■ **Task prompt**
What is needed is an exact copy of all the records.

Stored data
##########

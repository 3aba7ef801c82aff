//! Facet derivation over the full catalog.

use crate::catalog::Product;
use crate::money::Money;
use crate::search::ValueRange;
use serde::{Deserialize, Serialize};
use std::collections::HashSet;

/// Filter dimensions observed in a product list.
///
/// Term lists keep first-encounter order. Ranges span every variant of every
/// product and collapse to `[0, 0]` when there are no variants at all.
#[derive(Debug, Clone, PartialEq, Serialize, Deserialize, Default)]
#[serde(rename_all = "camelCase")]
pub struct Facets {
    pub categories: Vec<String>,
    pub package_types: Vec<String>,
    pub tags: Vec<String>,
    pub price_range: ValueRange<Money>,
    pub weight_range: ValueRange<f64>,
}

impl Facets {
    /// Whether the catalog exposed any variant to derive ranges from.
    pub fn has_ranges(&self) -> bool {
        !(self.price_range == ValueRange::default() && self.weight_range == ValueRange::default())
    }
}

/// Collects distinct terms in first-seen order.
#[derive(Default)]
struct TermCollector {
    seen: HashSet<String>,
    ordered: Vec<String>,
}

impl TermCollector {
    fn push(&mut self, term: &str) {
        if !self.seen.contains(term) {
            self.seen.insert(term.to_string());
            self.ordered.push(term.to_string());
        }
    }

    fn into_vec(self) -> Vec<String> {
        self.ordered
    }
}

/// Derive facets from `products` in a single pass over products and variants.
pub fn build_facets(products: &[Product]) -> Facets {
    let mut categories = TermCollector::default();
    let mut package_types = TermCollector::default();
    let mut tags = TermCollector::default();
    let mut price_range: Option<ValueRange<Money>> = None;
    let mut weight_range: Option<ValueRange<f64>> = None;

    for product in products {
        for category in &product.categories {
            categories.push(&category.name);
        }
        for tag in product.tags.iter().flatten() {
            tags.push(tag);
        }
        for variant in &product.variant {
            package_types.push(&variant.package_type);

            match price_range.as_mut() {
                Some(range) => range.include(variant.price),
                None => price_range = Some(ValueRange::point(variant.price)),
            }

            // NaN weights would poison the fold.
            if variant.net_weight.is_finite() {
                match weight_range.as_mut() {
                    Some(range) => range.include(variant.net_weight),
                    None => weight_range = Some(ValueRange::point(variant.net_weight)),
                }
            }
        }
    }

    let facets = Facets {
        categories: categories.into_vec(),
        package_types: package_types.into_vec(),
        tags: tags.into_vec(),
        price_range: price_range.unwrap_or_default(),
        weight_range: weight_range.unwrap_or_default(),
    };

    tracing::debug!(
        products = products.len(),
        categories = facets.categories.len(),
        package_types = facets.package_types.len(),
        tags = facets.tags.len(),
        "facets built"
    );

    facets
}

##########

■ **Exercise solution**
repository 3aba7ef801c82aff
//! Facet derivation over the full catalog.

use crate::catalog::Product;
use crate::money::Money;
use crate::search::ValueRange;
use serde::{Deserialize, Serialize};
use std::collections::HashSet;

/// Filter dimensions observed in a product list.
///
/// Term lists keep first-encounter order. Ranges span every variant of every
/// product and collapse to `[0, 0]` when there are no variants at all.
#[derive(Debug, Clone, PartialEq, Serialize, Deserialize, Default)]
#[serde(rename_all = "camelCase")]
pub struct Facets {
    pub categories: Vec<String>,
    pub package_types: Vec<String>,
    pub tags: Vec<String>,
    pub price_range: ValueRange<Money>,
    pub weight_range: ValueRange<f64>,
}

impl Facets {
    /// Whether the catalog exposed any variant to derive ranges from.
    pub fn has_ranges(&self) -> bool {
        !(self.price_range == ValueRange::default() && self.weight_range == ValueRange::default())
    }
}

/// Collects distinct terms in first-seen order.
#[derive(Default)]
struct TermCollector {
    seen: HashSet<String>,
    ordered: Vec<String>,
}

impl TermCollector {
    fn push(&mut self, term: &str) {
        if !self.seen.contains(term) {
            self.seen.insert(term.to_string());
            self.ordered.push(term.to_string());
        }
    }

    fn into_vec(self) -> Vec<String> {
        self.ordered
    }
}

/// Derive facets from `products` in a single pass over products and variants.
pub fn build_facets(products: &[Product]) -> Facets {
    let mut categories = TermCollector::default();
    let mut package_types = TermCollector::default();
    let mut tags = TermCollector::default();
    let mut price_range: Option<ValueRange<Money>> = None;
    let mut weight_range: Option<ValueRange<f64>> = None;

    for product in products {
        for category in &product.categories {
            categories.push(&category.name);
        }
        for tag in product.tags.iter().flatten() {
            tags.push(tag);
        }
        for variant in &product.variant {
            package_types.push(&variant.package_type);

            match price_range.as_mut() {
                Some(range) => range.include(variant.price),
                None => price_range = Some(ValueRange::point(variant.price)),
            }

            // NaN weights would poison the fold.
            if variant.net_weight.is_finite() {
                match weight_range.as_mut() {
                    Some(range) => range.include(variant.net_weight),
                    None => weight_range = Some(ValueRange::point(variant.net_weight)),
                }
            }
        }
    }

    let facets = Facets {
        categories: categories.into_vec(),
        package_types: package_types.into_vec(),
        tags: tags.into_vec(),
        price_range: price_range.unwrap_or_default(),
        weight_range: weight_range.unwrap_or_default(),
    };

    tracing::debug!(
        products = products.len(),
        categories = facets.categories.len(),
        package_types = facets.package_types.len(),
        tags = facets.tags.len(),
        "facets built"
    );

    facets
}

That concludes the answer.